Saturday, August 14, 2004

AN INTERVIEW WITH ROBERT SPENCER--Fear and political correctness in the age of terrorism

Robert Spencer, the director of Jihad Watch, is a writer and researcher who has studied Islam for more than twenty years. He is the author of Onward Muslim Soldiers: How Jihad Still Threatens America and the West (Regnery) and Islam Unveiled: Disturbing Questions About the World's Fastest Growing Faith (Encounter). He is co-author, with Daniel Ali, of Inside Islam: A Guide for Catholics (Ascension), and editor of the essay collection The Myth of Islamic Tolerance, forthcoming from Prometheus Books. Mr. Spencer is here interviewed by Executive Editor Michael S. Rose. One of the popular phrases going round the globe these days is "clash of civilizations," indicating an ongoing conflict between the cultures of Islam and the West. Incredibly, nearly every time we see this term used in the media, the whole idea of such a culture war is dismissed as rather ridiculous. American politicians, for example, insist that our current ongoing conflict with terrorism hasn't a thing to do with religion or a clash of civilizations. Well then, is there a clash of civilizations going on?

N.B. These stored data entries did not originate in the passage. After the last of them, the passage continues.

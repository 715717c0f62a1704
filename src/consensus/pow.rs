// Proof of work: SHA3-256 over the block preimage against a difficulty
// target of `1 << (255 - difficulty)`.
//
// Preimage layout:
//   previous_hash || bundle_root || be(timestamp, 8) || difficulty || be(nonce, 8)
//
// Both `run` and `validate` are pure; neither mutates the block.

use primitive_types::U256;
use tracing::info;

use crate::crypto::hash::{hash_sha3_256, HASH_BYTES};
use crate::primitives::block::{Block, BlockInfo, TxBundle};

pub const MIN_DIFFICULTY: u8 = 1;
pub const MAX_DIFFICULTY: u8 = 254;

/// Accepted-minus-offered interval bounds driving retargeting, in ms.
pub const MINE_THRESHOLD_MAX: i64 = 5100;
pub const MINE_THRESHOLD_MIN: i64 = 4900;

pub fn clamp_difficulty(difficulty: u8) -> u8 {
    difficulty.clamp(MIN_DIFFICULTY, MAX_DIFFICULTY)
}

/// Big-endian 256-bit target; a valid hash is strictly below it.
pub fn target(difficulty: u8) -> U256 {
    U256::one() << (255 - clamp_difficulty(difficulty) as usize)
}

/// One retargeting step from the measured offer-to-acceptance interval:
/// blocks arriving too slowly lower the difficulty, too quickly raise it.
pub fn retarget(difficulty: u8, elapsed_ms: i64) -> u8 {
    let next = if elapsed_ms > MINE_THRESHOLD_MAX {
        difficulty.saturating_sub(1)
    } else if elapsed_ms < MINE_THRESHOLD_MIN {
        difficulty.saturating_add(1)
    } else {
        difficulty
    };
    clamp_difficulty(next)
}

pub struct ProofOfWork<'a> {
    block: &'a Block,
    difficulty: u8,
    target: U256,
}

impl<'a> ProofOfWork<'a> {
    pub fn new(block: &'a Block) -> Self {
        let difficulty = clamp_difficulty(block.info.difficulty);
        ProofOfWork {
            block,
            difficulty,
            target: target(difficulty),
        }
    }

    fn preimage(&self, bundle_root: &[u8; HASH_BYTES], nonce: u64) -> Vec<u8> {
        let prev = &self.block.info.previous_block_hash;
        let mut data = Vec::with_capacity(prev.len() + HASH_BYTES + 8 + 1 + 8);
        data.extend_from_slice(prev);
        data.extend_from_slice(bundle_root);
        data.extend_from_slice(&self.block.timestamp.to_be_bytes());
        data.push(self.difficulty);
        data.extend_from_slice(&nonce.to_be_bytes());
        data
    }

    /// Search nonces from zero until the digest meets the target.
    pub fn run(&self) -> Result<(u64, [u8; HASH_BYTES]), serde_json::Error> {
        let bundle_root = self.block.bundle.hash_transactions()?;

        info!("mining a new block");
        let mut nonce: u64 = 0;
        loop {
            let hash = hash_sha3_256(&self.preimage(&bundle_root, nonce));
            if U256::from_big_endian(&hash) < self.target {
                info!("mined hash: {}", hex::encode(hash));
                return Ok((nonce, hash));
            }
            nonce = nonce.wrapping_add(1);
        }
    }

    /// Recompute the digest for the recorded nonce and check the target.
    pub fn validate(&self) -> Result<bool, serde_json::Error> {
        let bundle_root = self.block.bundle.hash_transactions()?;
        let hash = hash_sha3_256(&self.preimage(&bundle_root, self.block.nonce));
        Ok(U256::from_big_endian(&hash) < self.target)
    }
}

/// Construct a block over the bundle and mine it to completion.
pub fn mine_block(bundle: TxBundle, info: BlockInfo) -> Result<Block, serde_json::Error> {
    let mut block = Block::new(bundle, info);
    let (nonce, hash) = ProofOfWork::new(&block).run()?;
    block.nonce = nonce;
    block.hash = hash.to_vec();
    Ok(block)
}

#[cfg(test)]
mod tests {
    use super::*;

    fn easy_block() -> Block {
        let info = BlockInfo {
            height: 1,
            difficulty: 8,
            previous_block_hash: vec![0xAA; 32],
        };
        Block::new(TxBundle::default(), info)
    }

    #[test]
    fn test_target_formula() {
        assert_eq!(target(20), U256::one() << 235);
        assert_eq!(target(1), U256::one() << 254);
        // out-of-range difficulties clamp instead of wrapping
        assert_eq!(target(0), U256::one() << 254);
        assert_eq!(target(255), U256::one() << 1);
    }

    #[test]
    fn test_run_then_validate() {
        let mut block = easy_block();
        let (nonce, hash) = ProofOfWork::new(&block).run().unwrap();
        block.nonce = nonce;
        block.hash = hash.to_vec();
        assert!(ProofOfWork::new(&block).validate().unwrap());
    }

    #[test]
    fn test_wrong_nonce_fails_validation() {
        let mut block = easy_block();
        let (nonce, _) = ProofOfWork::new(&block).run().unwrap();
        block.nonce = nonce.wrapping_add(1);
        // one past the first valid nonce is almost surely invalid at
        // difficulty 8; re-run to be certain rather than assume
        let pow = ProofOfWork::new(&block);
        let hash = hash_sha3_256(&pow.preimage(
            &block.bundle.hash_transactions().unwrap(),
            block.nonce,
        ));
        let expected = U256::from_big_endian(&hash) < pow.target;
        assert_eq!(pow.validate().unwrap(), expected);
    }

    #[test]
    fn test_mine_block_fills_proof() {
        let info = BlockInfo {
            height: 0,
            difficulty: 8,
            previous_block_hash: vec![],
        };
        let block = mine_block(TxBundle::default(), info).unwrap();
        assert_eq!(block.hash.len(), 32);
        assert!(ProofOfWork::new(&block).validate().unwrap());
    }

    #[test]
    fn test_retarget_boundaries() {
        assert_eq!(retarget(20, 4899), 21);
        assert_eq!(retarget(20, 4900), 20);
        assert_eq!(retarget(20, 5000), 20);
        assert_eq!(retarget(20, 5100), 20);
        assert_eq!(retarget(20, 5101), 19);
    }

    #[test]
    fn test_retarget_clamps() {
        assert_eq!(retarget(MIN_DIFFICULTY, 10_000), MIN_DIFFICULTY);
        assert_eq!(retarget(MAX_DIFFICULTY, 0), MAX_DIFFICULTY);
    }
}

Spencer: According to the radical Muslims, there certainly is. They see this as a war of Islamic values against Western values. Is it up only to one side to determine the nature of a conflict? Why can't the mainstream media or Western politicians face up to this reality? Why can't we seem to acknowledge this as a society?

Spencer: The answer to that is simple: Fear and political correctness. Political correctness again? You wrote at length about the problems of political correctness in your book Onward Muslim Soldiers. It seems that political correctness in at least some of the European countries has led to tolerant laws for Islamic immigrants. Countries like France, Britain, and the Netherlands now have a significant population of Muslims. What are some of the ill effects of these nations' tolerant laws?

Spencer: The ill effects are many. Muslims in Norway are pushing to make it a crime to blaspheme the Prophet Muhammad. Britain is instituting religious hatred laws that would be aimed at muzzling criticism of Islam; a Protestant minister has been questioned by police recently after he noted that parts of the Qur’an teach aggression against unbelievers. Such laws are supposed to keep the peace between Muslims and non-Muslims, but they have the unintended effect of muzzling genuine questions that ought to be considered by the Islamic communities in Europe if they really want to live in peace in the existing secular societies. Cardinal Ratzinger recently made bold by suggesting that Turkey seek an association with Muslim-rooted countries rather than with Europe. President Bush, however, has lobbied the EU to admit Turkey into the European Union. In your opinion, is this a good idea, considering that Turkey is not rooted in Judeo-Christian Western culture as is the rest of Europe.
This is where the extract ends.